Dataset entries
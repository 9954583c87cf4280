//! Observable state container.
//!
//! A [`StateCell`] owns one value and notifies subscribers after every
//! change. The trainer uses it to persist the deck and the counters whenever
//! they change, without the core knowing about storage.

use std::fmt;

/// Callback invoked with the new value after a change.
pub type Subscriber<T> = Box<dyn Fn(&T) + Send + Sync>;

/// Handle returned by [`StateCell::subscribe`].
#[derive(Debug, Clone, Copy, PartialEq, Eq, Hash)]
pub struct SubscriptionId(u64);

/// A value plus the callbacks watching it.
pub struct StateCell<T> {
    value: T,
    subscribers: Vec<(SubscriptionId, Subscriber<T>)>,
    next_id: u64,
}

impl<T> StateCell<T> {
    /// Create a cell with no subscribers.
    pub fn new(value: T) -> Self {
        Self {
            value,
            subscribers: Vec::new(),
            next_id: 0,
        }
    }

    /// Current value.
    pub fn get(&self) -> &T {
        &self.value
    }

    /// Replace the value and notify subscribers.
    pub fn set(&mut self, value: T) {
        self.value = value;
        self.notify();
    }

    /// Mutate the value in place and notify subscribers.
    ///
    /// Returns whatever the closure returns.
    pub fn update<R>(&mut self, f: impl FnOnce(&mut T) -> R) -> R {
        let result = f(&mut self.value);
        self.notify();
        result
    }

    /// Register a callback for future changes.
    ///
    /// The callback is not invoked for the current value.
    pub fn subscribe(&mut self, subscriber: Subscriber<T>) -> SubscriptionId {
        let id = SubscriptionId(self.next_id);
        self.next_id += 1;
        self.subscribers.push((id, subscriber));
        id
    }

    /// Remove a callback. Returns false if the id was not registered.
    pub fn unsubscribe(&mut self, id: SubscriptionId) -> bool {
        let before = self.subscribers.len();
        self.subscribers.retain(|(sid, _)| *sid != id);
        self.subscribers.len() != before
    }

    fn notify(&self) {
        for (_, subscriber) in &self.subscribers {
            subscriber(&self.value);
        }
    }
}

impl<T: Default> Default for StateCell<T> {
    fn default() -> Self {
        Self::new(T::default())
    }
}

impl<T: fmt::Debug> fmt::Debug for StateCell<T> {
    fn fmt(&self, f: &mut fmt::Formatter<'_>) -> fmt::Result {
        f.debug_struct("StateCell")
            .field("value", &self.value)
            .field("subscribers", &self.subscribers.len())
            .finish()
    }
}

#[cfg(test)]
mod tests {
    use super::*;
    use std::sync::{Arc, Mutex};

    fn recorder() -> (Arc<Mutex<Vec<i32>>>, Subscriber<i32>) {
        let seen = Arc::new(Mutex::new(Vec::new()));
        let sink = Arc::clone(&seen);
        let subscriber: Subscriber<i32> = Box::new(move |v: &i32| sink.lock().unwrap().push(*v));
        (seen, subscriber)
    }

    #[test]
    fn test_get_and_set() {
        let mut cell = StateCell::new(1);
        assert_eq!(*cell.get(), 1);
        cell.set(2);
        assert_eq!(*cell.get(), 2);
    }

    #[test]
    fn test_subscribers_see_every_change() {
        let mut cell = StateCell::new(0);
        let (seen, subscriber) = recorder();
        cell.subscribe(subscriber);

        cell.set(5);
        let doubled = cell.update(|v| {
            *v *= 2;
            *v
        });

        assert_eq!(doubled, 10);
        assert_eq!(*seen.lock().unwrap(), vec![5, 10]);
    }

    #[test]
    fn test_subscribe_does_not_fire_immediately() {
        let mut cell = StateCell::new(3);
        let (seen, subscriber) = recorder();
        cell.subscribe(subscriber);
        assert!(seen.lock().unwrap().is_empty());
    }

    #[test]
    fn test_unsubscribe() {
        let mut cell = StateCell::new(0);
        let (first, a) = recorder();
        let (second, b) = recorder();
        let id = cell.subscribe(a);
        cell.subscribe(b);

        assert!(cell.unsubscribe(id));
        assert!(!cell.unsubscribe(id));
        cell.set(9);

        assert!(first.lock().unwrap().is_empty());
        assert_eq!(*second.lock().unwrap(), vec![9]);
    }
}
//! Persistence for staffdrill.
//!
//! This module provides storage for the deck, review counters, and training
//! config, with file-based and in-memory backends.

pub mod file;
pub mod memory;
pub mod traits;

pub use file::FileStore;
pub use memory::MemoryStore;
pub use traits::{ConfigStore, CounterStore, ItemStore, TrainerStore};
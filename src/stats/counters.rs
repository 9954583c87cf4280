//! Persisted review counters.

use chrono::NaiveDate;
use serde::{Deserialize, Serialize};

/// Running totals kept across sessions.
///
/// Totals only grow. `reviews_today` restarts when the first review of a new
/// day is recorded.
#[derive(Debug, Clone, Copy, PartialEq, Eq, Serialize, Deserialize)]
pub struct PersistedCounters {
    /// Reviews recorded on `last_review_day`.
    pub reviews_today: u64,
    /// Local calendar day of the most recent review.
    pub last_review_day: NaiveDate,
    /// Every review ever recorded.
    pub total_reviews: u64,
    /// Reviews judged correct.
    pub correct_reviews: u64,
}

impl PersistedCounters {
    /// Zeroed counters dated `today`.
    pub fn new(today: NaiveDate) -> Self {
        Self {
            reviews_today: 0,
            last_review_day: today,
            total_reviews: 0,
            correct_reviews: 0,
        }
    }

    /// Record one grading action covering `count` items.
    ///
    /// A four-note batch is one action with a count of four.
    pub fn record(&mut self, count: u64, correct: bool, today: NaiveDate) {
        if self.last_review_day != today {
            self.reviews_today = count;
            self.last_review_day = today;
        } else {
            self.reviews_today += count;
        }
        self.total_reviews += count;
        if correct {
            self.correct_reviews += count;
        }
    }

    /// Reviews done on `today`, or zero if the last review was another day.
    pub fn studied_on(&self, today: NaiveDate) -> u64 {
        if self.last_review_day == today {
            self.reviews_today
        } else {
            0
        }
    }

    /// Correct share of all reviews as a rounded percentage.
    pub fn accuracy_percent(&self) -> u32 {
        if self.total_reviews == 0 {
            return 0;
        }
        (self.correct_reviews as f64 / self.total_reviews as f64 * 100.0).round() as u32
    }
}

**Goal of the exercise**. Beginning at the top of the records above, transcribe each line exactly up to and including the line that holds "use std::fmt;".

**Response for this exercise**.
repository 9954583c87cf4280
//! Observable state container.
//!
//! A [`StateCell`] owns one value and notifies subscribers after every
//! change. The trainer uses it to persist the deck and the counters whenever
//! they change, without the core knowing about storage.

use std::fmt;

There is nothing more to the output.